Rahix / tbot

Automation/Testing tool for Embedded Linux Development
https://tbot.tools
GNU General Public License v3.0
84 stars 21 forks source link

Test case with picocom channel fails with "some subprocess(es) did not stop" #116

Closed VictorEmelin closed 1 month ago

VictorEmelin commented 2 months ago

Very simple test case fails with error:

$ newbot ts.hello_world.hi -c config.temp_config tbot starting ... ├─Calling hi ... │ ├─[local] picocom -b 115200 /dev/ttyUSB1 │ ├─[dm-board-linux] echo Hello World │ │ ## Hello World │ ├─test case finished │ └─Fail. (1.717s) ├─Warning: Found dangling <class 'config.temp_config.DmBoardLinux'> instance in this context ├─Warning: Found dangling <class 'config.temp_config.DmBoard'> instance in this context ├─Warning: Teardown went wrong! A <class 'config.temp_config.DmBoardLinux'> instance is still alive. │ Please report this to https://github.com/rahix/tbot/issues! ├─Warning: Teardown went wrong! A <class 'config.temp_config.DmBoard'> instance is still alive. │ Please report this to https://github.com/rahix/tbot/issues! ├─Exception: │ Traceback (most recent call last): │ File "/usr/lib/python3.8/contextlib.py", line 510, in exit │ if cb(*exc_details): │ File "/usr/lib/python3.8/contextlib.py", line 120, in exit │ next(self.gen) │ File "/home/vemelin/.local/lib/python3.8/site-packages/tbot/machine/connector/common.py", line 132, in _connect │ yield ch │ File "/home/vemelin/.local/lib/python3.8/site-packages/tbot/machine/channel/channel.py", line 561, in exit │ self.close() │ File "/home/vemelin/.local/lib/python3.8/site-packages/tbot/machine/channel/channel.py", line 538, in close │ self._c.close() │ File "/home/vemelin/.local/lib/python3.8/site-packages/tbot/machine/channel/subprocess.py", line 130, in close │ raise tbot.error.TbotException("some subprocess(es) did not stop") │ tbot.error.TbotException: some subprocess(es) did not stop ├───────────────────────────────────────── └─FAILURE (1.789s)

code hello_world.py:

import tbot

@tbot.testcase
def hi():
    with tbot.ctx.request(tbot.role.BoardLinux) as lnx:
        lnx.exec0("echo",
                  "Hello",
                  "World")
        tbot.log.message(f"test case finished")

code temp_config.py:

import tbot
from tbot.machine import connector, board, linux

class DmBoard(connector.ConsoleConnector, board.Board):
    baudrate = 115200
    serial_port = "/dev/ttyUSB1"

    def connect(self, mach):
        return mach.open_channel("picocom", "-b", str(self.baudrate), self.serial_port)

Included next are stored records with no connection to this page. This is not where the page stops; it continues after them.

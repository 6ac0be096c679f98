//! Salary band queries and creation.

use chrono::NaiveDate;
use sqlx::{QueryBuilder, Sqlite};
use tracing::{debug, info, warn};

use crate::error::BenchmarkResult;
use crate::forms::SalaryBandForm;
use crate::models::{NewSalaryBand, SalaryBand, SalaryBandListing};

use super::Store;

const SELECT_SALARY_BAND: &str = "SELECT id, job_title_id, experience_band_code, location, industry, company_size_band, currency, salary_min, salary_max, salary_avg, sample_size, source_type, confidence_level, last_updated, notes FROM salary_bands";

const SELECT_SALARY_BAND_LISTING: &str = "SELECT sb.id, sb.job_title_id, sb.experience_band_code, sb.location, sb.industry, sb.company_size_band, sb.currency, sb.salary_min, sb.salary_max, sb.salary_avg, sb.sample_size, sb.source_type, sb.confidence_level, sb.last_updated, sb.notes, jt.canonical_title AS job_title, eb.label AS experience_band_label FROM salary_bands sb JOIN job_titles jt ON jt.id = sb.job_title_id JOIN experience_bands eb ON eb.code = sb.experience_band_code";

/// Optional equality filters for [`Store::list_salary_bands`].
#[derive(Debug, Clone, Default, PartialEq, Eq)]
pub struct SalaryBandFilter {
    /// Only bands for this job title.
    pub job_title_id: Option<i64>,
    /// Only bands for this experience band.
    pub experience_band_code: Option<String>,
}

impl SalaryBandFilter {
    /// A filter that matches every band.
    pub fn all() -> Self {
        Self::default()
    }

    /// Restricts the filter to one job title.
    pub fn job_title(mut self, job_title_id: i64) -> Self {
        self.job_title_id = Some(job_title_id);
        self
    }

    /// Restricts the filter to one experience band.
    pub fn experience_band(mut self, code: impl Into<String>) -> Self {
        self.experience_band_code = Some(code.into());
        self
    }
}

impl Store {
    /// Lists salary bands joined with their job title and experience band.
    ///
    /// Only the filters that are set are applied. Results are ordered by
    /// `(canonical_title, experience_band_code, id)`.
    pub async fn list_salary_bands(
        &self,
        filter: &SalaryBandFilter,
    ) -> BenchmarkResult<Vec<SalaryBandListing>> {
        let mut query = QueryBuilder::<Sqlite>::new(SELECT_SALARY_BAND_LISTING);
        query.push(" WHERE 1 = 1");
        if let Some(job_title_id) = filter.job_title_id {
            query.push(" AND sb.job_title_id = ").push_bind(job_title_id);
        }
        if let Some(code) = &filter.experience_band_code {
            query
                .push(" AND sb.experience_band_code = ")
                .push_bind(code.as_str());
        }
        query.push(" ORDER BY jt.canonical_title, sb.experience_band_code, sb.id");

        let bands = query
            .build_query_as::<SalaryBandListing>()
            .fetch_all(&self.pool)
            .await?;

        debug!(filter = ?filter, count = bands.len(), "Listed salary bands");
        Ok(bands)
    }

    /// Looks up a salary band by id.
    pub async fn get_salary_band(&self, id: i64) -> BenchmarkResult<Option<SalaryBand>> {
        let band = sqlx::query_as::<_, SalaryBand>(&format!("{} WHERE id = ?", SELECT_SALARY_BAND))
            .bind(id)
            .fetch_optional(&self.pool)
            .await?;
        Ok(band)
    }

    /// Looks up a salary band by id, joined with its title and band label.
    pub async fn get_salary_band_listing(
        &self,
        id: i64,
    ) -> BenchmarkResult<Option<SalaryBandListing>> {
        let listing = sqlx::query_as::<_, SalaryBandListing>(&format!(
            "{} WHERE sb.id = ?",
            SELECT_SALARY_BAND_LISTING
        ))
        .bind(id)
        .fetch_optional(&self.pool)
        .await?;
        Ok(listing)
    }

    /// Returns the number of salary bands.
    pub async fn count_salary_bands(&self) -> BenchmarkResult<i64> {
        let count = sqlx::query_scalar("SELECT COUNT(*) FROM salary_bands")
            .fetch_one(&self.pool)
            .await?;
        Ok(count)
    }

    /// Inserts a validated salary band and returns its id.
    ///
    /// # Errors
    ///
    /// Returns a `ForeignKey`
    /// [`ConstraintViolation`](crate::error::BenchmarkError::ConstraintViolation)
    /// if the job title or experience band does not exist.
    pub async fn insert_salary_band(&self, band: &NewSalaryBand) -> BenchmarkResult<i64> {
        let result = sqlx::query(
            "INSERT INTO salary_bands (job_title_id, experience_band_code, location, industry, company_size_band, currency, salary_min, salary_max, salary_avg, sample_size, source_type, confidence_level, last_updated, notes) VALUES (?, ?, ?, ?, ?, ?, ?, ?, ?, ?, ?, ?, ?, ?)",
        )
        .bind(band.job_title_id)
        .bind(&band.experience_band_code)
        .bind(&band.location)
        .bind(&band.industry)
        .bind(&band.company_size_band)
        .bind(&band.currency)
        .bind(band.salary_min.map(|amount| amount.to_string()))
        .bind(band.salary_max.map(|amount| amount.to_string()))
        .bind(band.salary_avg.map(|amount| amount.to_string()))
        .bind(band.sample_size)
        .bind(&band.source_type)
        .bind(&band.confidence_level)
        .bind(band.last_updated)
        .bind(&band.notes)
        .execute(&self.pool)
        .await?;

        Ok(result.last_insert_rowid())
    }

    /// Validates a salary band form and stores the result.
    ///
    /// `today` is recorded as `last_updated`. On any failure nothing is
    /// written.
    ///
    /// # Errors
    ///
    /// - [`Validation`](crate::error::BenchmarkError::Validation) when a
    ///   reference is missing or the job title id is not a number.
    /// - [`ConstraintViolation`](crate::error::BenchmarkError::ConstraintViolation)
    ///   when a reference does not exist.
    pub async fn create_salary_band(
        &self,
        form: &SalaryBandForm,
        today: NaiveDate,
    ) -> BenchmarkResult<i64> {
        let band = form.validate(today)?;

        match self.insert_salary_band(&band).await {
            Ok(id) => {
                info!(
                    id,
                    job_title_id = band.job_title_id,
                    experience_band_code = %band.experience_band_code,
                    "Salary band created"
                );
                Ok(id)
            }
            Err(err) => {
                warn!(
                    job_title_id = band.job_title_id,
                    experience_band_code = %band.experience_band_code,
                    error = %err,
                    "Salary band rejected by storage"
                );
                Err(err)
            }
        }
    }
}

class DmBoardLinux(board.Connector, linux.Ash):
    pass

def register_machines(ctx: tbot.Context):
    ctx.register(DmBoard, tbot.role.Board)
    ctx.register(DmBoardLinux, tbot.role.BoardLinux)
VictorEmelin commented 2 months ago

You need to fix it by increasing wait time in tbot/tbot/machine/channel/subprocess.py line 118 Why did you limit exponential backoff to 1 sec? It could be greater without affecting anything else For me for t in range(11): works perfect. range(7) not enough.

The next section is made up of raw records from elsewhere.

//! Configuration loading and management.
//!
//! This module provides [`AppConfig`], loaded from an optional YAML file and
//! overridden by environment variables.
//!
//! # Example
//!
//! ```no_run
//! use salary_benchmarks::config::AppConfig;
//!
//! let config = AppConfig::resolve(None).unwrap();
//! println!("Serving on {}", config.bind_address);
//! ```

mod loader;
mod types;

pub use types::{AppConfig, DEFAULT_BIND_ADDRESS, DEFAULT_DATABASE_URL};
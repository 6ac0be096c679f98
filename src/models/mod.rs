//! Core data models for the salary benchmark database.
//!
//! This module contains the three stored record types and the categorical
//! labels they use. Relationships are plain foreign-key fields; joined views
//! such as [`SalaryBandListing`] are produced at query time.

mod experience_band;
mod job_title;
mod salary_band;
mod seniority;

pub use experience_band::ExperienceBand;
pub use job_title::{ALIAS_DELIMITER, JobTitle, NewJobTitle};
pub use salary_band::{
    DEFAULT_CURRENCY, DEFAULT_LOCATION, NewSalaryBand, SalaryBand, SalaryBandListing,
};
pub use seniority::{ConfidenceLevel, SeniorityLevel, UnknownLevel};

Rahix commented 2 months ago

Hi,

the backoff limit was intentionally chosen to be quite low because usually, when subprocesses don't stop, the correct solution is to add code that cleanly terminates the offending processes. In your case, the solution is probably to send a termination escape sequence to picocom:

    def connect(self, mach):
        ch = mach.open_channel("picocom", "-b", str(self.baudrate), self.serial_port)
        try:
          yield ch
        finally:
          ch.sendcontrol("A")
          ch.sendcontrol("Q")

That said, I'd be open to extending the backoff time a bit but displaying a warning after one second that something isn't right.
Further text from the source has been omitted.